Bank of America homeowners who have been seeking home loan assistance have still faced problems that have led to either foreclosure or bankruptcy in certain cases, as data from the Making Home Affordable Program indicates that homeowners who were in the process of bankruptcy, in total for the duration of the program, continues to increase for many servicers and for Bank of America in the most recent HAMP reports. Obviously, there are factors that have led to homeowners filing bankruptcy or facing foreclosure that many feel could be addressed, but there are also other aspects of affordability that may be beyond the ability of a modification plan.
Yet, according to the February 2011 Making Home Affordable report, Bank of America saw 5,461 total bankruptcies in progress or having been completed for homeowners whose trial modification was canceled and, for homeowners who were not accepted for a trial modification, this bankruptcy number increased to 6,517. However, there are still those who question whether the modification program and servicers are to blame for homeowners facing these difficulties or if aspects of homeowner hardships, like the loss of income or excessive obligation are to blame and may not be helped by a simple modification plan.
It was reported in the February 2011 HAMP report that 78% of homeowners who had a trial modification offered were at least 60 days delinquent at the start of the trial, but there are still problems that are being seen in the form of homeowners continuing to miss payments after they have been offered a home loan modification trial or even permanent modification plan. Yet, this has also been an issue that proprietary home loan modifications have faced and despite the fact that there have been some instances where a servicer error was to blame, some feel that homeowners who are simply in a bad financial position in relation to unemployment or, again, excessive financial obligations, may not be in a position to benefit from a reduced mortgage payment and have either had to face foreclosure or chose to file bankruptcy.

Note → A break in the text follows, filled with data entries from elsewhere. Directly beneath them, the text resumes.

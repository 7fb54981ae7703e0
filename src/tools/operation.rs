use serde::{Deserialize, Serialize};

use super::raster::Rasterizer;
use super::transform::{crop_image, flip_image, rotate_image, scale_image};
use super::{
    BlendOperator, Color, FilterKind, FlipAxis, PixelRect, Point, ToolError, ToolKind, ToolResult,
};
use crate::selection::{clear_masked, SelectionMask, SelectionMode, SelectionShape};
use crate::surface::PixelSurface;

/// Outline and optional fill of a rectangle or ellipse.
#[derive(Debug, Clone, Copy, PartialEq, Eq, Serialize, Deserialize)]
pub struct ShapeStyle {
    pub outline: Color,
    #[serde(default)]
    pub fill: Option<Color>,
    pub thickness: u8,
    #[serde(default)]
    pub operator: BlendOperator,
}

/// A fully specified edit. Pointer strokes resolve to one of these, and
/// scripts are lists of them.
#[derive(Debug, Clone, PartialEq, Serialize, Deserialize)]
#[serde(tag = "tool", rename_all = "snake_case")]
pub enum ToolOperation {
    Pencil {
        points: Vec<Point>,
        color: Color,
        thickness: u8,
        #[serde(default)]
        operator: BlendOperator,
    },
    Eraser {
        points: Vec<Point>,
        thickness: u8,
    },
    Highlighter {
        points: Vec<Point>,
        color: Color,
        thickness: u8,
    },
    Line {
        start: Point,
        end: Point,
        color: Color,
        thickness: u8,
        #[serde(default)]
        operator: BlendOperator,
    },
    Rectangle {
        start: Point,
        end: Point,
        style: ShapeStyle,
    },
    Ellipse {
        start: Point,
        end: Point,
        style: ShapeStyle,
    },
    Fill {
        at: Point,
        color: Color,
        #[serde(default)]
        tolerance: u8,
    },
    Select {
        shape: SelectionShape,
        #[serde(default)]
        mode: SelectionMode,
    },
    Filter {
        filter: FilterKind,
    },
    Scale {
        width: u32,
        height: u32,
    },
    Crop {
        rect: PixelRect,
    },
    Flip {
        axis: FlipAxis,
    },
    Rotate {
        quarter_turns: u8,
    },
    MoveSelection {
        dx: i32,
        dy: i32,
    },
    DeleteSelection,
}

impl ToolOperation {
    pub fn kind(&self) -> ToolKind {
        match self {
            Self::Pencil { .. } => ToolKind::Pencil,
            Self::Eraser { .. } => ToolKind::Eraser,
            Self::Highlighter { .. } => ToolKind::Highlighter,
            Self::Line { .. } => ToolKind::Line,
            Self::Rectangle { .. } => ToolKind::Rectangle,
            Self::Ellipse { .. } => ToolKind::Ellipse,
            Self::Fill { .. } => ToolKind::Fill,
            Self::Select { shape, .. } => match shape {
                SelectionShape::Rectangle { .. } | SelectionShape::Ellipse { .. } => {
                    ToolKind::RectSelect
                }
                SelectionShape::Polygon { .. } => ToolKind::FreeSelect,
                SelectionShape::Color { .. } => ToolKind::ColorSelect,
            },
            Self::Filter { .. } => ToolKind::Filters,
            Self::Scale { .. } => ToolKind::Scale,
            Self::Crop { .. } => ToolKind::Crop,
            Self::Flip { .. } => ToolKind::Flip,
            Self::Rotate { .. } => ToolKind::Rotate,
            Self::MoveSelection { .. } | Self::DeleteSelection => ToolKind::RectSelect,
        }
    }

    /// Label shown in the history list.
    pub fn label(&self) -> &'static str {
        match self {
            Self::Select { .. } => "Selection",
            Self::Filter { filter } => filter.label(),
            Self::MoveSelection { .. } => "Move selection",
            Self::DeleteSelection => "Delete selection",
            _ => self.kind().label(),
        }
    }

    /// Whether the operation edits the selection rather than pixels.
    pub fn is_selection_edit(&self) -> bool {
        matches!(self, Self::Select { .. } | Self::MoveSelection { .. })
    }

    /// Whether the operation moves or resizes the whole canvas.
    pub fn is_canvas_transform(&self) -> bool {
        matches!(
            self,
            Self::Scale { .. } | Self::Crop { .. } | Self::Flip { .. } | Self::Rotate { .. }
        )
    }

    /// Applies the operation to `surface`. Painting and filters are weighted
    /// by `clip` when given; canvas transforms ignore it. Returns the area
    /// that may have changed. Selection edits never touch pixels here.
    pub fn apply(
        &self,
        surface: &mut PixelSurface,
        clip: Option<&SelectionMask>,
    ) -> ToolResult<Option<PixelRect>> {
        match self {
            Self::Pencil {
                points,
                color,
                thickness,
                operator,
            } => stroke(surface, clip, points, *color, *thickness, *operator),
            Self::Eraser { points, thickness } => stroke(
                surface,
                clip,
                points,
                Color::TRANSPARENT,
                *thickness,
                BlendOperator::Clear,
            ),
            Self::Highlighter {
                points,
                color,
                thickness,
            } => stroke(surface, clip, points, *color, *thickness, BlendOperator::Over),
            Self::Line {
                start,
                end,
                color,
                thickness,
                operator,
            } => {
                let mut raster = Rasterizer::new(surface, clip, *operator);
                raster.line(*start, *end, *thickness);
                raster.paint(*color);
                Ok(raster.finish())
            }
            Self::Rectangle { start, end, style } => {
                shape(surface, clip, *start, *end, style, |raster, rect, thickness| {
                    match thickness {
                        Some(thickness) => raster.rect_outline(rect, thickness),
                        None => raster.rect_fill(rect),
                    }
                })
            }
            Self::Ellipse { start, end, style } => {
                shape(surface, clip, *start, *end, style, |raster, rect, thickness| {
                    match thickness {
                        Some(thickness) => raster.ellipse_outline(rect, thickness),
                        None => raster.ellipse_fill(rect),
                    }
                })
            }
            Self::Fill {
                at,
                color,
                tolerance,
            } => {
                let region = surface
                    .contiguous_region(*at, *tolerance)
                    .ok_or(ToolError::OutOfCanvas { x: at.x, y: at.y })?;
                let mut raster = Rasterizer::new(surface, clip, BlendOperator::Source);
                raster.region(&region);
                raster.paint(*color);
                Ok(raster.finish())
            }
            Self::Filter { filter } => Ok(filter.apply(surface, clip)),
            Self::Scale { width, height } => {
                let scaled = scale_image(surface.as_image(), *width, *height)?;
                surface.replace_image(scaled)?;
                Ok(Some(surface.bounds()))
            }
            Self::Crop { rect } => {
                let cropped = crop_image(surface.as_image(), *rect)?;
                surface.replace_image(cropped)?;
                Ok(Some(surface.bounds()))
            }
            Self::Flip { axis } => {
                let mut flipped = surface.as_image().clone();
                flip_image(&mut flipped, *axis);
                surface.replace_image(flipped)?;
                Ok(Some(surface.bounds()))
            }
            Self::Rotate { quarter_turns } => {
                let rotated = rotate_image(surface.as_image(), *quarter_turns);
                surface.replace_image(rotated)?;
                Ok(Some(surface.bounds()))
            }
            Self::DeleteSelection => Ok(clip.and_then(|mask| clear_masked(surface, mask))),
            Self::Select { .. } | Self::MoveSelection { .. } => Ok(None),
        }
    }
}

fn stroke(
    surface: &mut PixelSurface,
    clip: Option<&SelectionMask>,
    points: &[Point],
    color: Color,
    thickness: u8,
    operator: BlendOperator,
) -> ToolResult<Option<PixelRect>> {
    if points.is_empty() {
        return Err(ToolError::EmptyStroke);
    }
    let mut raster = Rasterizer::new(surface, clip, operator);
    raster.polyline(points, thickness);
    raster.paint(color);
    Ok(raster.finish())
}

fn shape(
    surface: &mut PixelSurface,
    clip: Option<&SelectionMask>,
    start: Point,
    end: Point,
    style: &ShapeStyle,
    draw: impl Fn(&mut Rasterizer<'_>, PixelRect, Option<u8>),
) -> ToolResult<Option<PixelRect>> {
    if start == end {
        return Err(ToolError::DegenerateShape);
    }
    let rect = PixelRect::from_corners(start, end);
    let mut raster = Rasterizer::new(surface, clip, style.operator);
    if let Some(fill) = style.fill {
        draw(&mut raster, rect, None);
        raster.paint(fill);
    }
    draw(&mut raster, rect, Some(style.thickness));
    raster.paint(style.outline);
    Ok(raster.finish())
}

However, there are still options that homeowners may be able to use outside of traditional modifications, as servicers like Bank of America do participate in programs like the Hardest Hit Fund and resources from housing counselors approved by HUD or the Making Home Affordable Program may also benefit homeowners who are going through the modification process or have received help from a modification plan. In some cases, homeowners may benefit from counseling if they are given a modification as the counselors may help them find more affordability through proper budgetary and financial practices in their personal financial life, which could cut down on the risk of them defaulting once again.
Yet, servicers like Bank of America, among many others, have not been perfect in their implementation of these mortgage modification programs, but there have also been increases in the number of permanent home loan modifications that Bank of America has seen despite increases in other areas like bankruptcy or foreclosures as well. While the modification program is not perfect, homeowners do still have these foreclosure prevention options available and are being prompted to either contact their servicer when financial troubles arise or their state’s housing agency to inquire about foreclosure prevention assistance that may be available through other federal programs.